__Aim of the task__: The answer is to be one number: the count of lines in this listing that have the string "Connection".

************

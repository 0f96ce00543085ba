use std::fs;
use std::path::Path;

use anyhow::{anyhow, Context, Result};
use linkvote_core::{
    check_reply_parent, normalize_comment_content, normalize_user_name, page_offset, Comment,
    CommentId, LedgerError, Link, LinkDraft, LinkId, LinkPage, LinkSummary, Stance, User, UserId,
    Vote, VoteKind, VoteTally, VoteTransition, LINKS_PER_PAGE,
};
use rusqlite::{params, Connection, DatabaseName, Row, TransactionBehavior};
use serde::{Deserialize, Serialize};
use time::macros::format_description;
use time::{OffsetDateTime, UtcOffset};

const LATEST_SCHEMA_VERSION: i64 = 2;

const CREATE_SCHEMA_MIGRATIONS_SQL: &str = r"
CREATE TABLE IF NOT EXISTS schema_migrations (
  version INTEGER PRIMARY KEY,
  applied_at TEXT NOT NULL
);
";

const MIGRATION_001_SQL: &str = r"
CREATE TABLE IF NOT EXISTS users (
  user_id TEXT PRIMARY KEY,
  name TEXT NOT NULL UNIQUE,
  created_at TEXT NOT NULL
);

CREATE TABLE IF NOT EXISTS links (
  link_id TEXT PRIMARY KEY,
  user_id TEXT NOT NULL,
  title TEXT NOT NULL,
  url TEXT NOT NULL,
  description TEXT,
  created_at TEXT NOT NULL,
  updated_at TEXT NOT NULL,
  FOREIGN KEY (user_id) REFERENCES users(user_id) ON DELETE CASCADE
);

CREATE TABLE IF NOT EXISTS comments (
  comment_id TEXT PRIMARY KEY,
  link_id TEXT NOT NULL,
  user_id TEXT NOT NULL,
  parent_id TEXT,
  content TEXT NOT NULL,
  created_at TEXT NOT NULL,
  updated_at TEXT NOT NULL,
  FOREIGN KEY (link_id) REFERENCES links(link_id) ON DELETE CASCADE,
  FOREIGN KEY (user_id) REFERENCES users(user_id) ON DELETE CASCADE,
  FOREIGN KEY (parent_id) REFERENCES comments(comment_id) ON DELETE CASCADE
);

CREATE TABLE IF NOT EXISTS votes (
  user_id TEXT NOT NULL,
  link_id TEXT NOT NULL,
  kind TEXT NOT NULL CHECK (kind IN ('up','down')),
  created_at TEXT NOT NULL,
  updated_at TEXT NOT NULL,
  UNIQUE(user_id, link_id),
  FOREIGN KEY (user_id) REFERENCES users(user_id) ON DELETE CASCADE,
  FOREIGN KEY (link_id) REFERENCES links(link_id) ON DELETE CASCADE
);
";

const MIGRATION_002_SQL: &str = r"
CREATE INDEX IF NOT EXISTS idx_votes_link_kind ON votes(link_id, kind);
CREATE INDEX IF NOT EXISTS idx_comments_link ON comments(link_id, created_at);
CREATE INDEX IF NOT EXISTS idx_comments_parent ON comments(parent_id);
CREATE INDEX IF NOT EXISTS idx_links_created_at ON links(created_at);
";

const MIGRATIONS: [(i64, &str); 2] = [(1, MIGRATION_001_SQL), (2, MIGRATION_002_SQL)];

const LINK_SUMMARY_SELECT: &str = r"
SELECT
  l.link_id, l.user_id, l.title, l.url, l.description, l.created_at, l.updated_at,
  (SELECT COUNT(*) FROM votes v WHERE v.link_id = l.link_id AND v.kind = 'up'),
  (SELECT COUNT(*) FROM votes v WHERE v.link_id = l.link_id AND v.kind = 'down'),
  (SELECT COUNT(*) FROM comments c WHERE c.link_id = l.link_id),
  u.name
FROM links l
JOIN users u ON u.user_id = l.user_id
";

const COMMENT_SELECT: &str = r"
SELECT c.comment_id, c.link_id, c.user_id, c.parent_id, c.content, c.created_at, c.updated_at,
  u.name
FROM comments c
JOIN users u ON u.user_id = c.user_id
";

pub struct SqliteStore {
    conn: Connection,
}

#[derive(Debug, Clone, Serialize, Deserialize, PartialEq, Eq)]
pub struct SchemaStatus {
    pub current_version: i64,
    pub target_version: i64,
    pub pending_versions: Vec<i64>,
}

#[derive(Debug, Clone, Serialize, Deserialize, PartialEq, Eq)]
pub struct ForeignKeyViolation {
    pub table: String,
    pub rowid: i64,
    pub parent: String,
    pub fk_index: i64,
}

#[derive(Debug, Clone, Serialize, Deserialize, PartialEq, Eq)]
pub struct IntegrityReport {
    pub quick_check_ok: bool,
    pub quick_check_message: String,
    pub foreign_key_violations: Vec<ForeignKeyViolation>,
    pub duplicate_vote_pairs: i64,
    pub schema_status: SchemaStatus,
}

************

__Output of the task__: 2